Recurrent neural networks (RNN) were developed in 1986 [35] and are used in handwriting recognition systems. An RNN describes the dynamic behavior of a time series and transmits the state through its own network, so it accepts a wider range of time series inputs. Figure 2 shows the RNN architecture. The relationship between the input and output is expressed as [36]:

h_{t} = w * h_{t - 1} + u * x_{t} + b

(14)

y_{t} = g (v * h_{t})

(15)

where

x_{t}

is the input,

y_{t}

is the output,

h_{t - 1}

is the output of the previous hidden layer and

w

,

u

and

v

are the parameter vectors.

An RNN is regarded as a neural network that is delivered in the time domain. Each node in the plot is connected through a unidirectional connection to a node in the next successive layer. Every node has a time-varying, real-valued stimulus, and each connection has a real-valued weight that can be modified. Input nodes receive data from outside the network, hidden nodes modify data during the training process from input to output, and output nodes mainly produce network results. An RNN also uses historical prediction information as part of the input. The gradient vanishes for historical data and longer historical information does not affect the prediction results.

3.2.3. LSTM

Long short-term memory (LSTM) is a time recurrent neural network that was developed in 1986 [37]. An LSTM is used for processing and predicting important information that features very long intervals and delays in the time series. An LSTM is better suited to longer time series than an RNN. Figure 3 shows the LSTM architecture.
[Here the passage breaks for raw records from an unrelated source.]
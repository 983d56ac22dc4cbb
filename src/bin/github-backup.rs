//! CLI for the github-backup tool.

use anyhow::{Context, Result};
use clap::Parser;
use github_backup::github::DEFAULT_API_URL;
use github_backup::prelude::*;
use std::path::PathBuf;
use tracing::info;
use tracing_subscriber::EnvFilter;

/// Clones all the repositories from a GitHub account.
/// Restricted to public ones if no password is given.
#[derive(Parser)]
#[command(name = "github-backup")]
#[command(author, version, long_about = None)]
struct Cli {
    /// GitHub username
    user: String,

    /// GitHub password or personal access token
    password: Option<String>,

    /// Destination of the copy (defaults to the current directory)
    #[arg(short = 'd', long = "dest")]
    dest: Option<PathBuf>,

    /// GitHub API root, for GitHub Enterprise
    #[arg(long, default_value = DEFAULT_API_URL)]
    api_url: String,

    /// git executable to run
    #[arg(long, default_value = "git")]
    git: PathBuf,

    /// Leave out forked repositories
    #[arg(long)]
    skip_forks: bool,

    /// Leave out archived repositories
    #[arg(long)]
    skip_archived: bool,
}

fn main() -> Result<()> {
    let cli = Cli::parse();

    tracing_subscriber::fmt()
        .with_env_filter(
            EnvFilter::try_from_default_env().unwrap_or_else(|_| EnvFilter::new("info")),
        )
        .with_writer(std::io::stderr)
        .init();

    let dest = match cli.dest {
        Some(dest) => dest,
        None => std::env::current_dir().context("Failed to read current directory")?,
    };
    info!("Backing up {} into {}", cli.user, dest.display());

    let client = match cli.password {
        Some(password) => GitHubClient::with_credentials(Credentials::new(&cli.user, password)),
        None => GitHubClient::anonymous(),
    }
    .with_base_url(cli.api_url);

    let mut repos = client
        .list_repos(&cli.user)
        .with_context(|| format!("Failed to list repositories of {}", cli.user))?;
    if cli.skip_forks {
        repos = repos.source_only();
    }
    if cli.skip_archived {
        repos = repos.active();
    }
    info!("Found {} repositories", repos.len());

    Backup::new(&dest, GitCli::with_program(cli.git))
        .run(&repos)
        .context("Backup aborted")?;

    Ok(())
}
//! Scoped working-directory changes.
//!
//! The process working directory is global state. [`WorkdirGuard`] changes it
//! for as long as the guard lives and restores the previous directory when
//! dropped, whether the scope ends normally, through `?`, or by unwinding.
//!
//! ```rust,no_run
//! use github_backup::workdir::WorkdirGuard;
//!
//! {
//!     let _guard = WorkdirGuard::enter("/tmp")?;
//!     // commands spawned here run in /tmp
//! }
//! // back in the original directory
//! # Ok::<(), github_backup::error::BackupError>(())
//! ```

use crate::error::{BackupError, Result};
use std::path::{Path, PathBuf};
use tracing::error;

/// Restores the captured working directory on drop.
#[must_use = "the previous directory is restored as soon as the guard is dropped"]
#[derive(Debug)]
pub struct WorkdirGuard {
    previous: PathBuf,
}

impl WorkdirGuard {
    /// Record the current directory and change into `path`.
    ///
    /// On failure the working directory is left untouched.
    pub fn enter(path: impl AsRef<Path>) -> Result<Self> {
        let path = path.as_ref();
        let previous = std::env::current_dir()?;
        std::env::set_current_dir(path).map_err(|source| BackupError::EnterDir {
            path: path.to_path_buf(),
            source,
        })?;
        Ok(Self { previous })
    }

    /// The directory that will be restored.
    pub fn previous(&self) -> &Path {
        &self.previous
    }
}

impl Drop for WorkdirGuard {
    fn drop(&mut self) {
        if let Err(e) = std::env::set_current_dir(&self.previous) {
            error!(
                "Could not restore working directory {}: {}",
                self.previous.display(),
                e
            );
        }
    }
}

/// Serializes tests that touch the process working directory.
#[cfg(test)]
pub(crate) fn cwd_lock() -> std::sync::MutexGuard<'static, ()> {
    use std::sync::Mutex;
    static LOCK: Mutex<()> = Mutex::new(());
    LOCK.lock().unwrap_or_else(|poisoned| poisoned.into_inner())
}

#[cfg(test)]
mod tests {
    use super::*;
    use tempfile::TempDir;

    #[test]
    fn test_enter_and_restore() {
        let _lock = cwd_lock();
        let before = std::env::current_dir().unwrap();
        let dir = TempDir::new().unwrap();
        let target = dir.path().canonicalize().unwrap();

        {
            let guard = WorkdirGuard::enter(&target).unwrap();
            assert_eq!(guard.previous(), before);
            assert_eq!(std::env::current_dir().unwrap(), target);
        }

        assert_eq!(std::env::current_dir().unwrap(), before);
    }

    #[test]
    fn test_restores_on_error_return() {
        let _lock = cwd_lock();
        let before = std::env::current_dir().unwrap();
        let dir = TempDir::new().unwrap();

        fn failing(path: &Path) -> Result<()> {
            let _guard = WorkdirGuard::enter(path)?;
            Err(BackupError::GitHub {
                message: "boom".into(),
            })
        }

        assert!(failing(dir.path()).is_err());
        assert_eq!(std::env::current_dir().unwrap(), before);
    }

    #[test]
    fn test_restores_on_panic() {
        let _lock = cwd_lock();
        let before = std::env::current_dir().unwrap();
        let dir = TempDir::new().unwrap();
        let path = dir.path().to_path_buf();

        let result = std::panic::catch_unwind(move || {
            let _guard = WorkdirGuard::enter(&path).unwrap();
            panic!("inside guarded scope");
        });

        assert!(result.is_err());
        assert_eq!(std::env::current_dir().unwrap(), before);
    }

    #[test]
    fn test_enter_missing_directory_leaves_cwd() {
        let _lock = cwd_lock();
        let before = std::env::current_dir().unwrap();
        let dir = TempDir::new().unwrap();

        let err = WorkdirGuard::enter(dir.path().join("missing")).unwrap_err();
        assert!(matches!(err, BackupError::EnterDir { .. }));
        assert_eq!(std::env::current_dir().unwrap(), before);
    }
}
The relationship between related nodes is expressed as:

f_{t} = σ (W_{f} x_{t} + U_{f} h_{t - 1} + b_{f})

(16)

i_{t} = σ (W_{i} x_{t} + U_{i} h_{t - 1} + b_{i})

(17)

o_{t} = σ (W_{o} x_{t} + U_{o} h_{t - 1} + b_{o})

(18)

{\tilde{c}}_{t} = t a n h (W_{c} x_{t} + U_{c} h_{t - 1} + b_{c})

(19)

c_{t} = f_{t} \times c_{t - 1} + i_{t} \times {\tilde{c}}_{t}

(20)

h_{t} = o_{t} \times φ (c_{t})

(21)

where

x_{t}

is the input,

f_{t}

is the forget gate,

i_{t}

is the input gate,

o_{t}

is the output gate,

{\tilde{c}}_{t}

is a transfer function,

c_{t}

is the cell state, W is an input weight vector, U is an output weight vector for the previous stage, and b is a biased weighted vector.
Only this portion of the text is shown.